Investors should consider betting on Europe and emerging equity markets, rather than the U.S. stock market, in 2002, Salomon Smith Barney global equity strategist Matthew Merritt said Monday in a report on regional and sector strategy.
Merritt recommended an underweight position in the U.S. markets. Previously, he held the view that investors should be overweighted in the U.S. because of the nation's lead position in the economic cycle. "Europe and emerging markets offer better value and have similar or more upside," he wrote in the research report. Wall Street outperformed most other markets last year, including a mammoth rally in the last three months of the year, giving the U.S. a loftier valuation and more risk than Europe or emerging markets, he argued.

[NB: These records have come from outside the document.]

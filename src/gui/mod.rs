//! GUI module - User interface components

mod app;
mod chart_viewer;
mod control_panel;

pub use app::StockAnalysisApp;
pub use chart_viewer::ChartViewer;
pub use control_panel::{ControlPanel, ControlPanelAction, UserSettings};
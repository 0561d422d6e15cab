//! Axis label formatting shared by the static and interactive charts.

use chrono::{Datelike, NaiveDate};

/// Large-number axis label: 1.50K, 2.50M, 3.00B; smaller values as-is.
pub fn format_y_label(value: f64) -> String {
    if value >= 1e9 {
        format!("{:.2}B", value / 1e9)
    } else if value >= 1e6 {
        format!("{:.2}M", value / 1e6)
    } else if value >= 1e3 {
        format!("{:.2}K", value / 1e3)
    } else {
        value.to_string()
    }
}

/// X coordinate of a trading day: days since 0001-01-01.
///
/// Keeps calendar gaps (weekends, holidays) visible on the axis.
pub fn date_to_x(date: NaiveDate) -> f64 {
    date.num_days_from_ce() as f64
}

pub fn x_to_date(x: f64) -> Option<NaiveDate> {
    if !x.is_finite() {
        return None;
    }
    NaiveDate::from_num_days_from_ce_opt(x.round() as i32)
}

/// Tick label for a date axis; empty between days.
pub fn format_date_tick(x: f64) -> String {
    if (x - x.round()).abs() > 1e-6 {
        return String::new();
    }
    x_to_date(x)
        .map(|d| d.format("%Y-%m-%d").to_string())
        .unwrap_or_default()
}
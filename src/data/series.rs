//! Stock Series Module
//! Daily OHLCV bars kept as an ordered, immutable time series.

use chrono::{Datelike, NaiveDate, Weekday};
use serde::Serialize;
use thiserror::Error;

/// Trading weekdays in chart order. Weekend bars never get a bucket.
pub const TRADING_WEEKDAYS: [Weekday; 5] = [
    Weekday::Mon,
    Weekday::Tue,
    Weekday::Wed,
    Weekday::Thu,
    Weekday::Fri,
];

#[derive(Error, Debug, PartialEq)]
pub enum SeriesError {
    #[error("Series must contain at least one bar")]
    Empty,
    #[error("Duplicate bar for date {0}")]
    DuplicateDate(NaiveDate),
}

/// Price direction of a single bar.
#[derive(Debug, Clone, Copy, PartialEq, Eq, Hash, Serialize)]
pub enum Direction {
    /// close >= open
    Up,
    /// close < open
    Down,
}

/// One trading day.
#[derive(Debug, Clone, PartialEq, Serialize)]
pub struct Bar {
    pub date: NaiveDate,
    pub open: f64,
    pub high: f64,
    pub low: f64,
    pub close: f64,
    pub volume: f64,
}

impl Bar {
    pub fn new(date: NaiveDate, open: f64, high: f64, low: f64, close: f64, volume: f64) -> Self {
        Self {
            date,
            open,
            high,
            low,
            close,
            volume,
        }
    }

    pub fn weekday(&self) -> Weekday {
        self.date.weekday()
    }

    /// Full English weekday name, e.g. "Monday".
    pub fn weekday_name(&self) -> &'static str {
        weekday_name(self.weekday())
    }

    /// Anything that is not a strict gain-or-flat bar counts as down, NaN included.
    pub fn direction(&self) -> Direction {
        if self.close >= self.open {
            Direction::Up
        } else {
            Direction::Down
        }
    }

    pub fn is_up(&self) -> bool {
        self.direction() == Direction::Up
    }

    pub fn body_top(&self) -> f64 {
        self.open.max(self.close)
    }

    pub fn body_bottom(&self) -> f64 {
        self.open.min(self.close)
    }
}

pub fn weekday_name(day: Weekday) -> &'static str {
    match day {
        Weekday::Mon => "Monday",
        Weekday::Tue => "Tuesday",
        Weekday::Wed => "Wednesday",
        Weekday::Thu => "Thursday",
        Weekday::Fri => "Friday",
        Weekday::Sat => "Saturday",
        Weekday::Sun => "Sunday",
    }
}

/// Chronologically ordered bars with unique dates.
///
/// Built once and then only read; there is no way to get a mutable
/// reference to the bars after construction.
#[derive(Debug, Clone, PartialEq)]
pub struct StockSeries {
    bars: Vec<Bar>,
}

impl StockSeries {
    /// Build a series from bars in any order.
    pub fn from_bars(mut bars: Vec<Bar>) -> Result<Self, SeriesError> {
        if bars.is_empty() {
            return Err(SeriesError::Empty);
        }

        bars.sort_by_key(|b| b.date);
        if let Some(pair) = bars.windows(2).find(|w| w[0].date == w[1].date) {
            return Err(SeriesError::DuplicateDate(pair[0].date));
        }

        Ok(Self { bars })
    }

    pub fn bars(&self) -> &[Bar] {
        &self.bars
    }

    pub fn len(&self) -> usize {
        self.bars.len()
    }

    /// Always false; kept for clippy's `len_without_is_empty`.
    pub fn is_empty(&self) -> bool {
        self.bars.is_empty()
    }

    pub fn first_date(&self) -> NaiveDate {
        self.bars[0].date
    }

    pub fn last_date(&self) -> NaiveDate {
        self.bars[self.bars.len() - 1].date
    }

    /// Look up the bar for a date.
    pub fn get(&self, date: NaiveDate) -> Option<&Bar> {
        self.bars
            .binary_search_by_key(&date, |b| b.date)
            .ok()
            .map(|idx| &self.bars[idx])
    }

    pub fn iter(&self) -> std::slice::Iter<'_, Bar> {
        self.bars.iter()
    }

    pub fn opens(&self) -> Vec<f64> {
        self.bars.iter().map(|b| b.open).collect()
    }

    pub fn highs(&self) -> Vec<f64> {
        self.bars.iter().map(|b| b.high).collect()
    }

    pub fn lows(&self) -> Vec<f64> {
        self.bars.iter().map(|b| b.low).collect()
    }

    /// Split into (up, down) bars, preserving order.
    pub fn partition_by_direction(&self) -> (Vec<&Bar>, Vec<&Bar>) {
        self.bars.iter().partition(|b| b.is_up())
    }

    /// Total volume per trading weekday, Monday through Friday.
    ///
    /// Weekdays without bars sum to zero; weekend bars are dropped.
    pub fn volume_by_weekday(&self) -> [(Weekday, f64); 5] {
        let mut totals = TRADING_WEEKDAYS.map(|day| (day, 0.0));
        for bar in &self.bars {
            if let Some(idx) = TRADING_WEEKDAYS.iter().position(|&d| d == bar.weekday()) {
                totals[idx].1 += bar.volume;
            }
        }
        totals
    }

    /// Bars dated on a Saturday or Sunday.
    pub fn weekend_bars(&self) -> usize {
        self.bars
            .iter()
            .filter(|b| !TRADING_WEEKDAYS.contains(&b.weekday()))
            .count()
    }

    /// Lowest low and highest high across the series.
    pub fn price_range(&self) -> (f64, f64) {
        self.bars.iter().fold((f64::INFINITY, f64::NEG_INFINITY), |(lo, hi), b| {
            (lo.min(b.low), hi.max(b.high))
        })
    }

    pub fn max_volume(&self) -> f64 {
        self.bars.iter().map(|b| b.volume).fold(0.0, f64::max)
    }
}

impl<'a> IntoIterator for &'a StockSeries {
    type Item = &'a Bar;
    type IntoIter = std::slice::Iter<'a, Bar>;

    fn into_iter(self) -> Self::IntoIter {
        self.bars.iter()
    }
}

#[cfg(test)]
mod tests {
    use super::*;

    fn date(y: i32, m: u32, d: u32) -> NaiveDate {
        NaiveDate::from_ymd_opt(y, m, d).unwrap()
    }

    fn bar(d: NaiveDate, open: f64, close: f64, volume: f64) -> Bar {
        Bar::new(d, open, open.max(close) + 1.0, open.min(close) - 1.0, close, volume)
    }

    #[test]
    fn from_bars_sorts_by_date() {
        let series = StockSeries::from_bars(vec![
            bar(date(2023, 8, 3), 10.0, 11.0, 1.0),
            bar(date(2023, 8, 1), 10.0, 11.0, 1.0),
            bar(date(2023, 8, 2), 10.0, 11.0, 1.0),
        ])
        .unwrap();

        let dates: Vec<_> = series.iter().map(|b| b.date).collect();
        assert_eq!(dates, vec![date(2023, 8, 1), date(2023, 8, 2), date(2023, 8, 3)]);
        assert_eq!(series.first_date(), date(2023, 8, 1));
        assert_eq!(series.last_date(), date(2023, 8, 3));
    }

    #[test]
    fn from_bars_rejects_duplicates_and_empty() {
        let dup = StockSeries::from_bars(vec![
            bar(date(2023, 8, 1), 10.0, 11.0, 1.0),
            bar(date(2023, 8, 1), 12.0, 11.0, 1.0),
        ]);
        assert_eq!(dup, Err(SeriesError::DuplicateDate(date(2023, 8, 1))));
        assert_eq!(StockSeries::from_bars(Vec::new()), Err(SeriesError::Empty));
    }

    #[test]
    fn get_finds_bar_by_date() {
        let series = StockSeries::from_bars(vec![
            bar(date(2023, 8, 1), 10.0, 11.0, 1.0),
            bar(date(2023, 8, 2), 12.0, 11.0, 2.0),
        ])
        .unwrap();

        assert_eq!(series.get(date(2023, 8, 2)).map(|b| b.volume), Some(2.0));
        assert!(series.get(date(2023, 8, 5)).is_none());
    }

    #[test]
    fn flat_bar_is_up() {
        let b = bar(date(2023, 8, 1), 10.0, 10.0, 1.0);
        assert_eq!(b.direction(), Direction::Up);
        assert_eq!(bar(date(2023, 8, 1), 10.0, 9.99, 1.0).direction(), Direction::Down);
    }

    #[test]
    fn weekday_names_follow_calendar() {
        assert_eq!(bar(date(2023, 8, 1), 1.0, 1.0, 1.0).weekday_name(), "Tuesday");
        assert_eq!(bar(date(2023, 8, 5), 1.0, 1.0, 1.0).weekday_name(), "Saturday");
        assert_eq!(bar(date(2023, 8, 7), 1.0, 1.0, 1.0).weekday_name(), "Monday");
    }

    #[test]
    fn volume_by_weekday_skips_weekend() {
        let series = StockSeries::from_bars(vec![
            bar(date(2023, 8, 1), 1.0, 2.0, 100.0), // Tue
            bar(date(2023, 8, 5), 1.0, 2.0, 999.0), // Sat
            bar(date(2023, 8, 6), 1.0, 2.0, 999.0), // Sun
            bar(date(2023, 8, 7), 1.0, 2.0, 40.0),  // Mon
            bar(date(2023, 8, 8), 1.0, 2.0, 60.0),  // Tue
        ])
        .unwrap();

        assert_eq!(series.weekend_bars(), 2);
        let totals = series.volume_by_weekday();
        assert_eq!(
            totals,
            [
                (Weekday::Mon, 40.0),
                (Weekday::Tue, 160.0),
                (Weekday::Wed, 0.0),
                (Weekday::Thu, 0.0),
                (Weekday::Fri, 0.0),
            ]
        );
    }

    #[test]
    fn price_range_spans_lows_and_highs() {
        let series = StockSeries::from_bars(vec![
            Bar::new(date(2023, 8, 1), 10.0, 15.0, 8.0, 12.0, 1.0),
            Bar::new(date(2023, 8, 2), 12.0, 13.0, 9.0, 11.0, 5.0),
        ])
        .unwrap();

        assert_eq!(series.price_range(), (8.0, 15.0));
        assert_eq!(series.max_volume(), 5.0);
    }
}
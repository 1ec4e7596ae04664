pub mod dashboard_handler;
pub mod extract;
pub mod follow_up_handler;
pub mod inquiry_handler;
pub mod settings_handler;
pub mod user_handler;
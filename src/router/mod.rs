pub mod dashboard_router;
pub mod inquiry_router;
pub mod settings_router;
pub mod user_router;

Although the European stock market is far from "bargain basement" levels, earnings growth projections are less optimistic in Europe, Merritt wrote. "Europe may not be trading at Asia's discount, but the gap with the U.S. has rarely been wider. Currency considerations also support Europe relative to the U.S. if the momentum behind the seven-year advance of the trade-weighted dollar begins to fade."
Merritt contended that investing in emerging markets made sense because of structural changes that have been put in place, "including moves to flexible exchange rates, the development of domestic currency debt markets and more transparent and stable financial systems."
Salomon's main overweight positions in emerging markets are Russia and Turkey. The firm also likes Mexico in Latin America, but said it's probably too early to venture into Argentina, which has defaulted on its debt and is planning to devalue its currency. The regional price-to-earnings valuation is now 29% below its 10-year average, according to Salomon's Latin American strategist Geoff Dennis, who expects 17% earnings growth in the region during the next 12 months.
In Asia, Salomon likes China, Korea and Hong Kong. Japan is still too risky. "Some movement in the area of banking sector reform is probably a prerequisite for engendering significant institutional investor interest," the firm stated. "It may be too early to go overweight Japan.
We are slightly underweight although
we suggest no financial exposure."
In general, stock returns could be more modest coming out of this recession than in previous recoveries, Merritt wrote, "suggesting 2002 may not be a 'buy-and-hold' year." The strategist maintained his opinion that investors should be overweighted in equities, relative to cash and government bonds.
As far as sectors go, Salomon downgraded the software group to underweight from overweight. Merritt kept his weightings on other key sectors, suggesting investors go light on pharmaceuticals and chemicals, while focusing on financials, media, telecommunications, metals and mining.